Angelic Pretty is a "sweet lolita" fashion brand with focus on the "cute" and "child-like." Angelic Pretty's concept is centered on fantasy and described as "princesses in picture books that were dreamed of as a child". The store and clothing all use the color pink, with different shades and arrangements corresponding to the season and fashion trends.

==History==

In 1979, Hiroko Honda opened Pretty at Laforet in Harajuku, Tokyo, selling lolita and gothic style dresses from amateur designers. Honda curated her selection based on cuteness. She stated that, at the time, Pretty was one of the only retailers in Tokyo that sold lolita clothing. Around 2000, Honda decided to focus on creating original apparel based on her aesthetics after customer feedback, which led to the launch of her original label, Angelic Pretty, in 2002. Honda then focused on growing her Angelic Pretty brand and renamed the store after the brand in 2003 after opening a second location in Nagoya. Afterwards, Asuka joined as a designer in 2001, initially to design cutsews, knit clothing, bags, and accessories. Maki joined shortly after in 2003 while she was in vocational school, initially as an illustrator. Both Asuka and Maki later became full-time designers at Angelic Pretty. Kira Imai was scouted as Angelic Pretty's image illustrator shortly after she graduated from junior college when they saw her illustrations on her website.

In 2004, Angelic Pretty launched their next stores in Osaka and Utsunomiya. This was followed by a store opening in Sendai in 2005, as well as Hiroshima and Yokohama in 2006. In 2007, Angelic Pretty decided to test the overseas market by appearing at Japan Expo in France and Pacific Media Expo. By February 2008, Angelic Pretty had an English version of their website and allowed people outside of Japan to purchase their clothing. On August 16, 2013, Angelic Pretty held their first fashion show in Canada as part of Anime Revolution.

From October 26 to October 27, 2018, Angelic Pretty held a two-day exhibit titled "Angelic Pretty Museum" at Laforet Museum Harajuku.

==Products==

Angelic Pretty sells petticoat dresses, blouses, jewelry, and other fashion accessories. The dresses are described as having bows, ruffles, prints, and waist ties, while most blouses have pastel lace and removable collars. The original print fabric and lace are produced in Japan. The prints use "delicate motifs" and "subtle colors." The dresses are produced in one size, but they are designed to fit a variety of body shapes. In addition, despite the "outlandish" and "formal" designs, the dresses are meant for everyday wear and include pockets. Angelic Pretty has several mascots featured in their print designs, their popular ones being Pony, Lyrical Bunny, Shyness Bear, and Little Mouse Julie.

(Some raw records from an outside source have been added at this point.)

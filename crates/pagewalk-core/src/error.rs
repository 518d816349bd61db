//! Error types for document store operations.

/// Type-erased error type for dynamic error handling.
pub type BoxError = Box<dyn std::error::Error + Send + Sync>;

/// Result type for all store operations in this crate.
///
/// This is a convenience type alias that defaults to using [`Error`] as the error type.
pub type Result<T, E = Error> = std::result::Result<T, E>;

/// Unified error type for document store operations.
#[derive(Debug, thiserror::Error)]
#[must_use = "store errors should be handled appropriately"]
pub enum Error {
    /// The request was malformed (zero page size, empty id, ...).
    #[error("Invalid input: {reason}")]
    InvalidInput { reason: String },

    /// A referenced entity does not exist.
    #[error("Entity '{id}' not found")]
    NotFound { id: String },

    /// An entity with the same id already exists.
    #[error("Entity '{id}' already exists")]
    AlreadyExists { id: String },

    /// A conditional write lost against a concurrent writer.
    #[error("Conflicting update on entity '{id}' after {attempts} attempt(s)")]
    Conflict { id: String, attempts: u32 },

    /// The underlying store failed (network, permission, malformed query).
    #[error("Store operation '{operation}' failed: {source}")]
    Store {
        operation: &'static str,
        #[source]
        source: BoxError,
    },
}

impl Error {
    /// Create an invalid input error.
    pub fn invalid_input(reason: impl Into<String>) -> Self {
        Self::InvalidInput {
            reason: reason.into(),
        }
    }

    /// Create a not found error.
    pub fn not_found(id: impl Into<String>) -> Self {
        Self::NotFound { id: id.into() }
    }

    /// Create an already exists error.
    pub fn already_exists(id: impl Into<String>) -> Self {
        Self::AlreadyExists { id: id.into() }
    }

    /// Create a conflict error.
    pub fn conflict(id: impl Into<String>, attempts: u32) -> Self {
        Self::Conflict {
            id: id.into(),
            attempts,
        }
    }

    /// Wrap a backend failure for the named operation.
    pub fn store(operation: &'static str, source: impl Into<BoxError>) -> Self {
        Self::Store {
            operation,
            source: source.into(),
        }
    }

    /// Returns whether retrying the same call could succeed.
    ///
    /// Only backend failures and lost conditional writes are considered transient;
    /// malformed requests and missing entities are not.
    pub fn is_retryable(&self) -> bool {
        matches!(self, Error::Store { .. } | Error::Conflict { .. })
    }
}
impl EngineRack {
    /// Build a prepared rack and its control handle
    pub fn new(config: RackConfig) -> FxResult<(Self, RackController)> {
        config.validate()?;
        let shared = Arc::new(RackShared::new(&config));
        let (reclaim_tx, reclaim_rx) = RingBuffer::new(RECLAIM_CAPACITY);

        let mut slots = Vec::with_capacity(RACK_SLOTS);
        let mut producers = Vec::with_capacity(RACK_SLOTS);
        for _ in 0..RACK_SLOTS {
            let (tx, rx) = RingBuffer::new(HANDOFF_CAPACITY);
            slots.push(Slot::new(rx));
            producers.push(tx);
        }

        let mut rack = Self {
            slots,
            shared: Arc::clone(&shared),
            reclaim: reclaim_tx,
            config: config.clone(),
            wet: [Vec::new(), Vec::new()],
            fade: [Vec::new(), Vec::new()],
            master_gain: 1.0,
            peak: 0.0,
            peak_decay: 0.0,
        };
        rack.prepare(config.sample_rate, config.max_block_size)?;

        let controller = RackController {
            shared,
            handoff: producers,
            reclaim: reclaim_rx,
            requested: [EngineId::Bypass; RACK_SLOTS],
        };
        Ok((rack, controller))
    }

    /// Reallocate for a new stream and re-prepare every installed engine.
    /// Engines still in transit from the controller become stale.
    pub fn prepare(&mut self, sample_rate: f64, max_block: usize) -> FxResult<()> {
        validate_stream(sample_rate, max_block)?;
        self.config.sample_rate = sample_rate;
        self.config.max_block_size = max_block;

        for buf in self.wet.iter_mut().chain(self.fade.iter_mut()) {
            buf.clear();
            buf.resize(max_block, 0.0);
        }

        for (slot, state) in self.slots.iter_mut().zip(&self.shared.slots) {
            slot.fading = false;
            slot.outgoing = None;
            if let Some(engine) = slot.engine.as_mut() {
                engine.prepare(sample_rate, max_block);
            }
            *state.ir_port.lock() = slot
                .engine
                .as_ref()
                .and_then(|e| e.impulse_response_port());
        }

        self.peak = 0.0;
        self.peak_decay = (-1.0 / (PEAK_RELEASE_SECONDS * sample_rate)).exp() as f32;
        self.shared.peak.set(0.0);
        self.shared
            .sample_rate
            .store(sample_rate.to_bits(), Ordering::Release);
        self.shared.max_block.store(max_block, Ordering::Release);

        info!(
            "Rack prepared: {}Hz, {} samples, {} channel(s)",
            sample_rate, max_block, self.config.channels
        );
        Ok(())
    }

    /// Clear every engine's state and the meter
    pub fn reset(&mut self) {
        for slot in &mut self.slots {
            if let Some(engine) = slot.engine.as_mut() {
                engine.reset();
            }
            slot.fading = false;
        }
        self.peak = 0.0;
        self.shared.peak.set(0.0);
    }

    /// Process a block in place. Channels beyond the configured count are
    /// left untouched; blocks longer than the prepared maximum are split.
    pub fn process(&mut self, block: &mut [&mut [Sample]]) {
        let _guard = DenormalGuard::new();

        let channels = block.len().min(self.config.channels);
        if channels == 0 {
            return;
        }
        let frames = block[..channels]
            .iter()
            .map(|c| c.len())
            .min()
            .unwrap_or(0);
        for ch in block[..channels].iter_mut() {
            scrub_block(&mut ch[..frames]);
        }

        self.begin_block();

        let mut start = 0;
        while start < frames {
            let end = (start + self.config.max_block_size).min(frames);
            self.process_slots(block, channels, start, end);
            self.process_master(block, channels, start, end);
            start = end;
        }

        self.publish();
    }

    fn begin_block(&mut self) {
        let stream = (self.config.sample_rate, self.config.max_block_size);
        let fade_len = self.config.swap_fade_samples;
        for (slot, state) in self.slots.iter_mut().zip(&self.shared.slots) {
            slot.retire(&mut self.reclaim);
            slot.accept(state, &mut self.reclaim, &self.shared.stale, stream, fade_len);
            let Some(map) = state.take_parameters() else {
                continue;
            };
            // updates written after a queued swap belong to the queued engine
            if !slot.incoming.is_empty() {
                state.defer_parameters(&map);
            } else if let Some(engine) = slot.engine.as_mut() {
                engine.apply_parameters(&map);
            }
        }
    }

    fn process_slots(&mut self, block: &mut [&mut [Sample]], channels: usize, start: usize, end: usize) {
        let n = end - start;
        let fade_len = self.config.swap_fade_samples.max(1);

        for (slot, state) in self.slots.iter_mut().zip(&self.shared.slots) {
            let target_mix = if state.bypass.load(Ordering::Relaxed) {
                0.0
            } else {
                state.mix.get()
            };
            let target_gain = state.post_gain.get();
            if slot.is_idle(target_mix) {
                slot.mix = target_mix;
                slot.post_gain = target_gain;
                continue;
            }

            for c in 0..channels {
                self.wet[c][..n].copy_from_slice(&block[c][start..end]);
            }
            if let Some(engine) = slot.engine.as_mut() {
                run(engine.as_mut(), &mut self.wet, channels, n);
            }

            if slot.fading {
                for c in 0..channels {
                    self.fade[c][..n].copy_from_slice(&block[c][start..end]);
                }
                if let Some(old) = slot.outgoing.as_mut() {
                    run(old.as_mut(), &mut self.fade, channels, n);
                }
                for c in 0..channels {
                    let (wet, old) = (&mut self.wet[c][..n], &self.fade[c][..n]);
                    for (i, (w, o)) in wet.iter_mut().zip(old).enumerate() {
                        let t = ((slot.fade_pos + i + 1) as f32 / fade_len as f32).min(1.0);
                        *w = o + (*w - o) * t;
                    }
                }
                slot.fade_pos += n;
                if slot.fade_pos >= fade_len {
                    slot.fading = false;
                }
            }

            let step = 1.0 / n as f32;
            for c in 0..channels {
                let wet = &mut self.wet[c][..n];
                scrub_block(wet);
                let out = &mut block[c][start..end];
                for (i, (y, w)) in out.iter_mut().zip(wet.iter()).enumerate() {
                    let t = (i + 1) as f32 * step;
                    let mix = slot.mix + (target_mix - slot.mix) * t;
                    let gain = slot.post_gain + (target_gain - slot.post_gain) * t;
                    *y = *y * (1.0 - mix) + soft_clip(*w) * mix * gain;
                }
            }
            slot.mix = target_mix;
            slot.post_gain = target_gain;
        }
    }

    fn process_master(&mut self, block: &mut [&mut [Sample]], channels: usize, start: usize, end: usize) {
        let target = self.shared.master_gain.get();
        let step = 1.0 / (end - start) as f32;
        for i in start..end {
            let t = (i - start + 1) as f32 * step;
            let gain = self.master_gain + (target - self.master_gain) * t;
            self.peak *= self.peak_decay;
            for ch in block[..channels].iter_mut() {
                let y = hard_limit(ch[i] * gain);
                ch[i] = y;
                self.peak = self.peak.max(y.abs());
            }
        }
        self.master_gain = target;
    }

    fn publish(&self) {
        for (slot, state) in self.slots.iter().zip(&self.shared.slots) {
            let (latency, tail) = slot
                .engine
                .as_ref()
                .map_or((0, 0), |e| (e.latency_samples(), e.tail_samples()));
            state.latency.store(latency, Ordering::Relaxed);
            state.tail.store(tail, Ordering::Relaxed);
        }
        self.shared.peak.set(self.peak);
    }

    pub fn config(&self) -> &RackConfig {
        &self.config
    }

    /// Engine processing in `slot`, if any
    pub fn slot_engine(&self, slot: usize) -> Option<EngineId> {
        self.slots.get(slot)?.engine.as_ref().map(|e| e.id())
    }

    /// Summed latency of the non-bypassed slots
    pub fn latency_samples(&self) -> usize {
        self.slots
            .iter()
            .zip(&self.shared.slots)
            .filter(|(_, state)| !state.bypass.load(Ordering::Relaxed))
            .filter_map(|(slot, _)| slot.engine.as_ref())
            .map(|e| e.latency_samples())
            .sum()
    }

    /// Longest time the chain may ring after its input falls silent
    pub fn tail_samples(&self) -> usize {
        self.slots
            .iter()
            .filter_map(|slot| slot.engine.as_ref())
            .fold(0usize, |acc, e| acc.saturating_add(e.tail_samples()))
    }
}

Angelic Pretty has created collaboration dresses with Creamy Mami, the Magic Angel, Macross Frontier, Final Fantasy, and Miffy. They have also collaborated with other fashion brands such as Jenny Fax.

== Stores ==
Angelic Pretty's flagship store is located in the department store Laforet in the Harajuku neighborhood of Tokyo. Other locations in Japan include Shinjuku (Tokyo), Shibuya (Tokyo), Osaka, Nagoya, Sendai, Utsunomiya, Hiroshima, Yokohama, Kanazawa, Fukuoka, Okayama, and Sannomiya.

===Overseas locations===

From 2009 to August 2013, Angelic Pretty partnered with French retailer Boddywood to distribute their products in Paris, France. Following the end of their partnership, in 2016, Angelic Pretty opened a store in Paris.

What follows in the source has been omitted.